Decreased secretion of [³H]TAG as VLDL upon HL expression, irrespective of HL catalytic activity. A: Cells were labeled with [³H]glycerol for 2 h in DMEM containing 20% FBS and 0.4 mM oleate ± heparin (100 U/ml). At the end of labeling, lipids were extracted from the media and resolved by TLC. Radioactivity associated with [³H]TAG, quantified by scintillation counting, and was expressed as cpm/mg cell protein. Data presented are converted to [³H]TAG secretion from HL or HL_SG cells relative to that from neo control cells (set to 100%). * p < 0.05 (Student's t-test of HL or HL_SG vs. neo samples; n = 3). B: The 2 h conditioned labeling media were fractionated by cumulative rate flotation into VLDL₁, VLDL₂, and other lipoproteins. Lipids were extracted from each fraction, resolved by TLC, and quantified for [³H]TAG. Results are presented as cpm per fraction (normalized with cell proteins). C, D: The experiment was performed the same as in A and B, except that [³H]PC associated with cells (C) and fractionated lipoproteins (D) was quantified.

Fig. 4.

Expression of HL did not impair [³⁵S]apoB-100 secretion. A: Cells were labeled with [³⁵S]methionine/cysteine for 2 h in the presence of 20% FBS, 0.4 mM oleate, and ± heparin (100 U/ml). The 2 h conditioned labeling media were fractionated by cumulative rate flotation to separate VLDL₁, VLDL₂, and other lipoproteins. [³⁵S]apoB-100 in each fraction was recovered by immunoprecipitation, resolved by SDS-PAGE, and subjected to fluorography (Fluorograms for fractional [³⁵S]apoB-100 under plus heparin conditions are not shown). Two independent experiments were performed with neo and HL expressing cells. Experiment with HL_SG cells was performed once. B: Radioactivity associated with [³⁵S]apoB-100 in each fraction was quantified by scintillation counting. Data are presented as fractional values as percent of total lumenal [³⁵S]apoB-100 under plus and minus heparin conditions.

Fig. 5.

Decreased formation of [³H]TAG-rich lumenal lipid droplets upon HL expression, irrespective of HL catalytic activity.

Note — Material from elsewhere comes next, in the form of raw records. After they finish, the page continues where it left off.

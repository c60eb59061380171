//! # Seed Data
//!
//! Fixed demo rows for a brand-new store.
//!
//! ## Seeding Rule
//! ```text
//! ┌─────────────────────────────────────────────────────────────────────────┐
//! │                                                                         │
//! │  BEGIN                                                                  │
//! │    SELECT COUNT(*) FROM products                                        │
//! │       │                                                                 │
//! │       ├── > 0 → ROLLBACK, report nothing inserted                       │
//! │       │                                                                 │
//! │       └── = 0 → insert catalog products, demo staff, demo customers     │
//! │  COMMIT                                                                 │
//! │                                                                         │
//! └─────────────────────────────────────────────────────────────────────────┘
//! ```
//!
//! Products are the sentinel table. Everything is inserted in one
//! transaction, so a failure half-way leaves the store empty and the next
//! startup tries again.

use serde::Serialize;
use sqlx::SqlitePool;
use tracing::info;

use crate::error::{DbError, DbResult};
use crate::repository::customer::insert_customer;
use crate::repository::product::insert_product;
use crate::repository::staff::insert_staff;
use haven_core::{NewCustomer, NewProduct, NewStaffMember};

// =============================================================================
// Catalog Data
// =============================================================================

/// One product line of a seed catalog.
#[derive(Debug, Clone, Copy, PartialEq)]
pub struct CatalogItem {
    pub name: &'static str,
    pub category: &'static str,
    pub stock: i64,
    pub price: f64,
    pub supplier: &'static str,
}

impl CatalogItem {
    const fn new(
        name: &'static str,
        category: &'static str,
        stock: i64,
        price: f64,
        supplier: &'static str,
    ) -> Self {
        CatalogItem {
            name,
            category,
            stock,
            price,
            supplier,
        }
    }

    pub fn to_new_product(&self) -> NewProduct {
        NewProduct::new(self.name, self.category, self.stock, self.price, self.supplier)
    }
}

/// Products shown on a fresh Stationery Haven dashboard.
pub const DEMO_PRODUCTS: &[CatalogItem] = &[
    CatalogItem::new("Gel Pen", "Pens", 150, 25.0, "PenCo"),
    CatalogItem::new("Notebook A4", "Notebooks", 200, 80.0, "PaperMill"),
    CatalogItem::new("Highlighter Set", "Markers", 75, 120.0, "ColorPro"),
    CatalogItem::new("Stapler", "Accessories", 50, 150.0, "OfficeMax"),
    CatalogItem::new("Sticky Notes", "Paper", 300, 40.0, "NoteIt"),
    CatalogItem::new("Pencil Box", "Accessories", 100, 90.0, "StoragePlus"),
];

/// The full 27-line stationery range.
pub const STATIONERY_CATALOG: &[CatalogItem] = &[
    CatalogItem::new("A4 Paper Ream", "Paper", 150, 320.0, "PaperMill"),
    CatalogItem::new("Ball Pen Blue", "Pens", 500, 10.0, "PenCo"),
    CatalogItem::new("Ball Pen Black", "Pens", 450, 10.0, "PenCo"),
    CatalogItem::new("Gel Pen", "Pens", 300, 25.0, "PenCo"),
    CatalogItem::new("HB Pencil", "Pencils", 600, 8.0, "PenCo"),
    CatalogItem::new("Eraser", "Pencils", 400, 5.0, "PenCo"),
    CatalogItem::new("Sharpener", "Pencils", 350, 7.0, "PenCo"),
    CatalogItem::new("Notebook Single Line", "Notebooks", 250, 45.0, "PaperMill"),
    CatalogItem::new("Notebook Double Line", "Notebooks", 220, 50.0, "PaperMill"),
    CatalogItem::new("Notebook Plain", "Notebooks", 200, 40.0, "PaperMill"),
    CatalogItem::new("Sticky Notes", "Paper", 180, 35.0, "NoteIt"),
    CatalogItem::new("Highlighter", "Markers", 120, 60.0, "ColorPro"),
    CatalogItem::new("Whiteboard Marker", "Markers", 140, 55.0, "ColorPro"),
    CatalogItem::new("Permanent Marker", "Markers", 110, 65.0, "ColorPro"),
    CatalogItem::new("Plastic File", "Files", 300, 25.0, "StoragePlus"),
    CatalogItem::new("Office File Folder", "Files", 260, 30.0, "StoragePlus"),
    CatalogItem::new("Exam Pad", "Paper", 100, 90.0, "PaperMill"),
    CatalogItem::new("Drawing Book", "Art", 130, 70.0, "ColorPro"),
    CatalogItem::new("Sketch Pen Set", "Art", 90, 120.0, "ColorPro"),
    CatalogItem::new("Crayons Box", "Art", 95, 85.0, "ColorPro"),
    CatalogItem::new("Geometry Box", "Accessories", 80, 150.0, "OfficeMax"),
    CatalogItem::new("Stapler", "Accessories", 60, 180.0, "OfficeMax"),
    CatalogItem::new("Stapler Pins", "Accessories", 200, 40.0, "OfficeMax"),
    CatalogItem::new("Glue Stick", "Accessories", 160, 25.0, "OfficeMax"),
    CatalogItem::new("Correction Pen", "Pens", 140, 35.0, "PenCo"),
    CatalogItem::new("Calculator Basic", "Calculators", 45, 450.0, "OfficeMax"),
    CatalogItem::new("Calculator Scientific", "Calculators", 30, 1200.0, "OfficeMax"),
];

/// `(name, role, email, phone)`
pub const DEMO_STAFF: &[(&str, &str, &str, &str)] = &[
    ("Rajesh Kumar", "Store Manager", "rajesh@stationeryhaven.com", "9876543210"),
    ("Priya Sharma", "Sales Associate", "priya@stationeryhaven.com", "9876543211"),
    ("Amit Patel", "Inventory Manager", "amit@stationeryhaven.com", "9876543212"),
    ("Sneha Reddy", "Cashier", "sneha@stationeryhaven.com", "9876543213"),
];

/// `(name, email, phone, total_purchases)`
pub const DEMO_CUSTOMERS: &[(&str, &str, &str, f64)] = &[
    ("Vikram Singh", "vikram@email.com", "9123456789", 2500.0),
    ("Anjali Mehta", "anjali@email.com", "9123456790", 3200.0),
    ("Rohan Desai", "rohan@email.com", "9123456791", 1800.0),
    ("Kavya Iyer", "kavya@email.com", "9123456792", 4100.0),
];

/// Which product list to seed. Staff and customers are the same for both.
#[derive(Debug, Clone, Copy, PartialEq, Eq)]
pub enum Catalog {
    /// Six products across five categories.
    Demo,
    /// The 27-line stationery range.
    Stationery,
}

impl Catalog {
    pub fn products(self) -> &'static [CatalogItem] {
        match self {
            Catalog::Demo => DEMO_PRODUCTS,
            Catalog::Stationery => STATIONERY_CATALOG,
        }
    }
}

// =============================================================================
// Seeding
// =============================================================================

/// Rows inserted by one seeding call. All zero when the store was not empty.
#[derive(Debug, Clone, Copy, Default, PartialEq, Eq, Serialize)]
pub struct SeedReport {
    pub products: usize,
    pub staff: usize,
    pub customers: usize,
}

impl SeedReport {
    /// True when nothing was inserted.
    pub fn is_empty(&self) -> bool {
        self.products == 0 && self.staff == 0 && self.customers == 0
    }
}

/// Inserts `catalog` plus the demo staff and customers if `products` is empty.
pub(crate) async fn seed_if_empty(pool: &SqlitePool, catalog: Catalog) -> DbResult<SeedReport> {
    let mut tx = pool
        .begin()
        .await
        .map_err(|e| DbError::TransactionFailed(e.to_string()))?;

    let existing: i64 = sqlx::query_scalar("SELECT COUNT(*) FROM products")
        .fetch_one(&mut *tx)
        .await?;

    if existing > 0 {
        info!(existing, "Products already present, skipping seed");
        return Ok(SeedReport::default());
    }

    let mut report = SeedReport::default();

    for item in catalog.products() {
        insert_product(&mut *tx, &item.to_new_product()).await?;
        report.products += 1;
    }

    for (name, role, email, phone) in DEMO_STAFF {
        insert_staff(&mut *tx, &NewStaffMember::new(*name, *role, *email, *phone)).await?;
        report.staff += 1;
    }

    for (name, email, phone, total) in DEMO_CUSTOMERS {
        let customer = NewCustomer::new(*name, *email, *phone).with_total_purchases(*total);
        insert_customer(&mut *tx, &customer).await?;
        report.customers += 1;
    }

    tx.commit()
        .await
        .map_err(|e| DbError::TransactionFailed(e.to_string()))?;

    info!(
        ?catalog,
        products = report.products,
        staff = report.staff,
        customers = report.customers,
        "Seeded demo data"
    );

    Ok(report)
}

// =============================================================================
// Unit Tests
// =============================================================================

#[cfg(test)]
mod tests {
    use super::*;
    use crate::{Database, DbConfig};
    use haven_core::analytics::{store_value, total_stock};

    async fn setup() -> Database {
        Database::new(DbConfig::in_memory()).await.unwrap()
    }

    #[test]
    fn test_catalog_sizes() {
        assert_eq!(DEMO_PRODUCTS.len(), 6);
        assert_eq!(STATIONERY_CATALOG.len(), 27);
        assert!(STATIONERY_CATALOG
            .iter()
            .all(|item| item.to_new_product().validate().is_ok()));
    }

    #[tokio::test]
    async fn test_seed_fills_empty_store() {
        let db = setup().await;

        let report = db.seed_demo_data().await.unwrap();
        assert_eq!(
            report,
            SeedReport {
                products: 6,
                staff: 4,
                customers: 4
            }
        );

        assert_eq!(db.products().count().await.unwrap(), 6);
        assert_eq!(db.staff().count().await.unwrap(), 4);
        assert_eq!(db.customers().count().await.unwrap(), 4);

        let products = db.products().list_all().await.unwrap();
        assert_eq!(products[0].name, "Gel Pen");
        assert_eq!(products[5].name, "Pencil Box");

        let customers = db.customers().list_all().await.unwrap();
        assert_eq!(customers[3].total_purchases, 4100.0);
    }

    #[tokio::test]
    async fn test_seed_is_idempotent() {
        let db = setup().await;

        db.seed_demo_data().await.unwrap();
        let second = db.seed_demo_data().await.unwrap();
        assert!(second.is_empty());

        assert_eq!(db.products().count().await.unwrap(), 6);
        assert_eq!(db.staff().count().await.unwrap(), 4);
        assert_eq!(db.customers().count().await.unwrap(), 4);

        // Switching catalogs does not add anything either
        assert!(db.seed_stationery_catalog().await.unwrap().is_empty());
        assert_eq!(db.products().count().await.unwrap(), 6);
    }

    #[tokio::test]
    async fn test_seed_skips_when_any_product_exists() {
        let db = setup().await;
        db.products()
            .insert(&NewProduct::new("Eraser", "Pencils", 400, 5.0, "PenCo"))
            .await
            .unwrap();

        assert!(db.seed_demo_data().await.unwrap().is_empty());
        assert_eq!(db.products().count().await.unwrap(), 1);
        assert_eq!(db.staff().count().await.unwrap(), 0);
    }

    #[tokio::test]
    async fn test_stationery_catalog_total_stock() {
        let db = setup().await;

        let report = db.seed_stationery_catalog().await.unwrap();
        assert_eq!(report.products, 27);

        let products = db.products().list_all().await.unwrap();
        let expected: i64 = STATIONERY_CATALOG.iter().map(|item| item.stock).sum();
        assert_eq!(total_stock(&products), expected);
        assert_eq!(expected, 5660);
    }

    #[tokio::test]
    async fn test_demo_store_value() {
        let db = setup().await;
        db.seed_demo_data().await.unwrap();

        let products = db.products().list_all().await.unwrap();
        // 3750 + 16000 + 9000 + 7500 + 12000 + 9000
        assert_eq!(store_value(&products), 57_250.0);
    }
}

Cells were labeled with [³H]glycerol for 1 h in the presence of 20% FBS and 0.4 mM oleate. Cells were homogenized and microsomal lumenal contents were obtained as described under Materials and Methods. The lumenal contents were fractionated by cumulative rate flotation to separate VLDL₁, VLDL₂, and other lipoproteins, and the lipids were extracted from each fraction and separated by TLC. The radioactivity associated with [³H]TAG (A) and [³H]PC (B) in each fraction was quantified by scintillation counting. Results are presented as cpm per fraction (normalized with cell proteins).

Fig. 6.

Catalytic function of HL is required to decrease the microsomal membrane-associated [³H]TAG. Cell expressing HL, HL_SG, or neo control cells were metabolically labeled for 1 or 2 h in DMEM containing 20% FBS and 0.4 mM oleate. A: Total cell-associated [³H]TAG at the end of 2 h labeling. B: [³H]TAG presented in cytosol and microsomes at the end of 1 h labeling. C: [³H]TAG presented between microsomal membrane and microsomal lumen at the end of 1 h labeling. The radioactivity associated with [³H]TAG in A–C were converted to cpm/mg of cell protein, and data are presented as relative values with respect to that of neo control (set to 1). D: Distribution of [³H]TAG (at the end of 1 h labeling) between cytosol and total microsomes. Data are presented as percent of total [³H]TAG. *** p < 0.001; ** p < 0.01; * p < 0.05 (Student's t-test of HL or HL_SG vs. neo control samples; n = 4 for neo and HL, and n = 2 for HL_SG).

Fig. 7.

Relative abundance of mRNA of genes involved in VLDL synthesis or β-oxidation. Total RNAs were extracted from indicated cells and real-time RT PCR analysis was performed on genes encoding apoB-100 (Apob) and MTP (Mttp) (A), DGAT1 (Dgat1), DGAT2 (Dgat2), and carnitine palmitoyl transferase (Cpt1a) (B). Each value is normalized to cyclophilin A (Ppia) and expressed as relative to the level in neo cells. ** p < 0.01; * p < 0.05 (Student's t -test of HL or HL_SG vs. neo samples; n = 3).